THE TASK ▸
Each line of the entries that mentions the string "Angela" needs to be reported.

RECORDS FOR THIS TASK START

// ============================================================
// Layer 4 — Query/Document Flattener
// ============================================================
// Turns "one list of candidate documents per query" into
// three parallel lists with one entry per (query, document)
// pair, so every later stage can work pair by pair:
//
//   queries:   ["q0", "q0", "q0", "q1"]
//   documents: [ d0,   d1,   d2,   d3 ]
//   query_ids: [  0,    0,    0,    1 ]
//
// Order is preserved (outer loop over queries, inner loop over
// that query's documents). Nothing is filtered or deduplicated.

use crate::domain::{document::Document, error::ReaderError};

/// Parallel (query, document, query id) lists
#[derive(Debug, Clone, Default)]
pub struct Flattened<'a> {
    pub queries:   Vec<&'a str>,
    pub documents: Vec<&'a Document>,
    pub query_ids: Vec<usize>,
}

impl Flattened<'_> {
    /// Number of (query, document) pairs
    pub fn len(&self) -> usize {
        self.documents.len()
    }

    pub fn is_empty(&self) -> bool {
        self.documents.is_empty()
    }
}

/// Pair every query with each of its documents.
pub fn flatten_documents<'a>(
    queries:   &[&'a str],
    documents: &[&'a [Document]],
) -> Result<Flattened<'a>, ReaderError> {
    if queries.len() != documents.len() {
        return Err(ReaderError::InvalidInput(format!(
            "got {} queries but {} document lists",
            queries.len(),
            documents.len()
        )));
    }

    let mut flat = Flattened::default();
    let pairs = queries.iter().copied().zip(documents.iter().copied());
    for (query_id, (query, docs)) in pairs.enumerate() {
        for doc in docs {
            flat.queries.push(query);
            flat.documents.push(doc);
            flat.query_ids.push(query_id);
        }
    }
    Ok(flat)
}
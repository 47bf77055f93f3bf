// ============================================================
// Layer 3 — Document Domain Type
// ============================================================
// A document handed to the reader by the caller (usually a
// retriever or a document store). The reader only ever reads
// it: answers keep a copy so the caller can trace an answer
// back to the document it came from.
//
// All offsets into `content` are CHARACTER offsets (Unicode
// scalar values), never byte offsets. A form feed ('\f')
// inside the content marks a page break.
//
// Reference: Rust Book §5 (Structs and Methods)
//            Rust Book §8 (Strings in Rust)

use serde::{Deserialize, Serialize};
use serde_json::{Map, Value};
use base64::{engine::general_purpose::URL_SAFE_NO_PAD, Engine};
use sha2::{Digest, Sha256};

use crate::domain::answer::Span;

/// Metadata key holding the page the document starts on
pub const PAGE_NUMBER_KEY: &str = "page_number";

/// A candidate document.
#[derive(Debug, Clone, PartialEq, Serialize, Deserialize)]
pub struct Document {
    /// Stable identifier, used to tell documents apart
    /// when deduplicating answers
    pub id: String,

    /// Text content. Documents without text (e.g. images)
    /// cannot be read and are rejected by the preprocessor.
    pub content: Option<String>,

    /// Free-form metadata. May contain an integer `page_number`.
    #[serde(default)]
    pub meta: Map<String, Value>,
}

impl Document {
    /// Create a document with no metadata.
    /// The id is derived from the content.
    ///
    /// Example:
    ///   let doc = Document::new("Olaf Scholz is the chancellor of Germany");
    pub fn new(content: impl Into<String>) -> Self {
        Self::with_meta(content, Map::new())
    }

    /// Create a document with metadata. The id is derived from
    /// both content and metadata, so equal documents share an id.
    pub fn with_meta(content: impl Into<String>, meta: Map<String, Value>) -> Self {
        let content = content.into();
        let id      = content_id(Some(&content), &meta);
        Self { id, content: Some(content), meta }
    }

    /// Create a document with a caller-chosen id.
    pub fn with_id(
        id:      impl Into<String>,
        content: Option<String>,
        meta:    Map<String, Value>,
    ) -> Self {
        Self { id: id.into(), content, meta }
    }

    /// The raw `page_number` metadata value, if present
    pub fn page_number(&self) -> Option<&Value> {
        self.meta.get(PAGE_NUMBER_KEY)
    }

    /// Length of the content in characters (0 without content)
    pub fn char_len(&self) -> usize {
        self.content.as_deref().map_or(0, |c| c.chars().count())
    }

    /// Extract the characters covered by `span`.
    /// Returns None when the document has no content.
    pub fn substring(&self, span: Span) -> Option<String> {
        let content = self.content.as_deref()?;
        Some(
            content
                .chars()
                .skip(span.start)
                .take(span.len())
                .collect(),
        )
    }
}

/// SHA-256 over content and serialized metadata, URL-safe base64
fn content_id(content: Option<&str>, meta: &Map<String, Value>) -> String {
    let mut hasher = Sha256::new();
    hasher.update(content.unwrap_or_default().as_bytes());
    hasher.update(Value::Object(meta.clone()).to_string().as_bytes());
    URL_SAFE_NO_PAD.encode(hasher.finalize())
}

// ─── Unit Tests ───────────────────────────────────────────────────────────────
#[cfg(test)]
mod tests {
    use super::*;
    use serde_json::json;

    #[test]
    fn test_equal_documents_share_an_id() {
        let a = Document::new("Angela Merkel was the chancellor of Germany.");
        let b = Document::new("Angela Merkel was the chancellor of Germany.");
        assert_eq!(a.id, b.id);
        // 32 digest bytes, unpadded base64
        assert_eq!(a.id.len(), 43);
        assert!(a.id.chars().all(|c| c.is_ascii_alphanumeric() || c == '-' || c == '_'));
    }

    #[test]
    fn test_metadata_changes_the_id() {
        let mut meta = Map::new();
        meta.insert(PAGE_NUMBER_KEY.to_string(), json!(3));
        let a = Document::new("Jerry is the head of the department.");
        let b = Document::with_meta("Jerry is the head of the department.", meta);
        assert_ne!(a.id, b.id);
        assert_eq!(b.page_number(), Some(&json!(3)));
    }

    #[test]
    fn test_substring_uses_character_offsets() {
        // "é" is two bytes but one character
        let doc = Document::new("café au lait");
        assert_eq!(doc.substring(Span::new(5, 7)).as_deref(), Some("au"));
        assert_eq!(doc.char_len(), 12);
    }

    #[test]
    fn test_substring_without_content() {
        let doc = Document::with_id("img-1", None, Map::new());
        assert_eq!(doc.substring(Span::new(0, 3)), None);
        assert_eq!(doc.char_len(), 0);
    }
}
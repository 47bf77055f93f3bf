// ============================================================
// Layer 2 — Reader Configuration
// ============================================================
// Every constructor-level setting of the reader, with defaults,
// validation and a plain-dictionary form for saving/restoring:
//
//   {
//     "type": "extractive_reader::ExtractiveReader",
//     "init_parameters": { "model": "...", "top_k": 20, ... }
//   }
//
// Missing parameters fall back to their defaults; an explicit
// null turns an optional setting off (e.g. "overlap_threshold":
// null disables deduplication).
//
// Values that are not plain JSON travel as strings and are
// parsed back on load: devices ("cpu", "gpu:0"), device maps,
// precision ("f16", "f32").
//
// Device resolution happens once, at construction:
//   device AND device_map → warn, device_map wins
//   otherwise             → device (default cpu) becomes the
//                           device map, device is cleared
//
// Reference: Rust Book §5 (Structs), serde documentation

use anyhow::Context;
use serde::{Deserialize, Serialize};
use serde_json::{json, Value};
use std::{fs, path::Path};

use crate::domain::error::ReaderError;
use crate::infra::checkpoint::Precision;
use crate::infra::device::{Device, DeviceMapSetting};
use crate::infra::secret::Secret;

/// Identifies this component in a serialized configuration
pub const COMPONENT_TYPE: &str = "extractive_reader::ExtractiveReader";

pub const DEFAULT_MODEL:              &str = "deepset/roberta-base-squad2-distilled";
pub const DEFAULT_TOP_K:              usize = 20;
pub const DEFAULT_MAX_SEQ_LENGTH:     usize = 384;
pub const DEFAULT_STRIDE:             usize = 128;
pub const DEFAULT_CALIBRATION_FACTOR: f64 = 0.1;
pub const DEFAULT_OVERLAP_THRESHOLD:  f64 = 0.01;

/// Smallest max_seq_length accepted by validation
pub const MIN_MAX_SEQ_LENGTH: usize = 8;

/// Extra arguments for model loading
#[derive(Debug, Clone, Default, PartialEq, Serialize, Deserialize)]
#[serde(default)]
pub struct ModelKwargs {
    #[serde(skip_serializing_if = "Option::is_none")]
    pub precision:  Option<Precision>,

    #[serde(skip_serializing_if = "Option::is_none")]
    pub device_map: Option<DeviceMapSetting>,
}

#[derive(Debug, Clone, PartialEq, Serialize, Deserialize)]
#[serde(default)]
pub struct ReaderConfig {
    /// Checkpoint directory (weights + tokenizer) or hub id
    pub model:              String,
    pub device:             Option<Device>,
    /// Hub token used when the tokenizer has to be downloaded
    pub token:              Option<Secret>,
    /// Answers returned per query, not counting the no-answer entry
    pub top_k:              usize,
    pub score_threshold:    Option<f64>,
    /// Window length in tokens, special tokens included
    pub max_seq_length:     usize,
    /// Tokens shared by consecutive windows of a split document
    pub stride:             usize,
    /// Windows per model call; None sends everything at once
    pub max_batch_size:     Option<usize>,
    /// Candidates kept per window; None uses top_k
    pub answers_per_seq:    Option<usize>,
    pub no_answer:          bool,
    pub calibration_factor: f64,
    /// Largest allowed overlap (fraction of the shorter span); None disables dedup
    pub overlap_threshold:  Option<f64>,
    pub model_kwargs:       ModelKwargs,
}

impl Default for ReaderConfig {
    fn default() -> Self {
        Self {
            model:              DEFAULT_MODEL.to_string(),
            device:             None,
            token:              Some(Secret::default_hub_token()),
            top_k:              DEFAULT_TOP_K,
            score_threshold:    None,
            max_seq_length:     DEFAULT_MAX_SEQ_LENGTH,
            stride:             DEFAULT_STRIDE,
            max_batch_size:     None,
            answers_per_seq:    None,
            no_answer:          true,
            calibration_factor: DEFAULT_CALIBRATION_FACTOR,
            overlap_threshold:  Some(DEFAULT_OVERLAP_THRESHOLD),
            model_kwargs:       ModelKwargs::default(),
        }
    }
}

impl ReaderConfig {
    pub fn new(model: impl Into<String>) -> Self {
        Self { model: model.into(), ..Self::default() }
    }

    /// Fold `device` into `model_kwargs.device_map`.
    pub fn resolve_devices(mut self) -> Self {
        let device = self.device.take();
        if self.model_kwargs.device_map.is_some() {
            if device.is_some() {
                tracing::warn!(
                    "The parameters `device` and `device_map` from `model_kwargs` are both provided. \
                     Ignoring `device` and using `device_map`."
                );
            }
        } else {
            self.model_kwargs.device_map = Some(DeviceMapSetting::Single(device.unwrap_or_default()));
        }
        self
    }

    /// Device the model runs on; None lets the backend choose
    pub fn effective_device(&self) -> Option<Device> {
        match &self.model_kwargs.device_map {
            Some(map) => map.first_device(),
            None      => Some(self.device.unwrap_or_default()),
        }
    }

    pub fn precision(&self) -> Precision {
        self.model_kwargs.precision.unwrap_or_default()
    }

    pub fn effective_answers_per_seq(&self) -> usize {
        self.answers_per_seq.unwrap_or(self.top_k)
    }

    pub fn validate(&self) -> Result<(), ReaderError> {
        let fail = |msg: String| Err(ReaderError::InvalidConfig(msg));

        if self.top_k == 0 {
            return fail("top_k must be at least 1".to_string());
        }
        if self.max_seq_length < MIN_MAX_SEQ_LENGTH {
            return fail(format!(
                "max_seq_length must be at least {MIN_MAX_SEQ_LENGTH}, got {}",
                self.max_seq_length
            ));
        }
        if self.stride >= self.max_seq_length {
            return fail(format!(
                "stride ({}) must be smaller than max_seq_length ({})",
                self.stride, self.max_seq_length
            ));
        }
        if self.max_batch_size == Some(0) {
            return fail("max_batch_size must be at least 1".to_string());
        }
        if self.answers_per_seq == Some(0) {
            return fail("answers_per_seq must be at least 1".to_string());
        }
        if !(self.calibration_factor > 0.0 && self.calibration_factor.is_finite()) {
            return fail(format!(
                "calibration_factor must be a positive number, got {}",
                self.calibration_factor
            ));
        }
        for (name, value) in [
            ("score_threshold", self.score_threshold),
            ("overlap_threshold", self.overlap_threshold),
        ] {
            if let Some(v) = value {
                if !(0.0..=1.0).contains(&v) {
                    return fail(format!("{name} must be within [0, 1], got {v}"));
                }
            }
        }
        Ok(())
    }

    /// Serialize into the `{"type", "init_parameters"}` dictionary.
    /// Fails when the token is a plain value rather than env vars.
    pub fn to_dict(&self) -> Result<Value, ReaderError> {
        Ok(json!({
            "type": COMPONENT_TYPE,
            "init_parameters": serde_json::to_value(self)?,
        }))
    }

    /// Rebuild a configuration from `to_dict` output.
    pub fn from_dict(data: &Value) -> Result<Self, ReaderError> {
        match data.get("type").and_then(Value::as_str) {
            Some(COMPONENT_TYPE) => {}
            other => {
                return Err(ReaderError::InvalidConfig(format!(
                    "expected component type '{COMPONENT_TYPE}', got {other:?}"
                )))
            }
        }

        let params = data.get("init_parameters").cloned().unwrap_or_else(|| json!({}));
        let config: ReaderConfig = serde_json::from_value(params)?;
        let config = config.resolve_devices();
        config.validate()?;
        Ok(config)
    }

    /// Read a configuration dictionary from a JSON file
    pub fn from_file(path: impl AsRef<Path>) -> anyhow::Result<Self> {
        let path = path.as_ref();
        let json = fs::read_to_string(path)
            .with_context(|| format!("Cannot read config file '{}'", path.display()))?;
        let data: Value = serde_json::from_str(&json)
            .with_context(|| format!("Invalid JSON in '{}'", path.display()))?;
        Self::from_dict(&data).with_context(|| format!("Invalid reader config in '{}'", path.display()))
    }
}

RECORDS FOR THIS TASK END

TASK ANSWER ▸
        let a = Document::new("Angela Merkel was the chancellor of Germany.");
        let b = Document::new("Angela Merkel was the chancellor of Germany.");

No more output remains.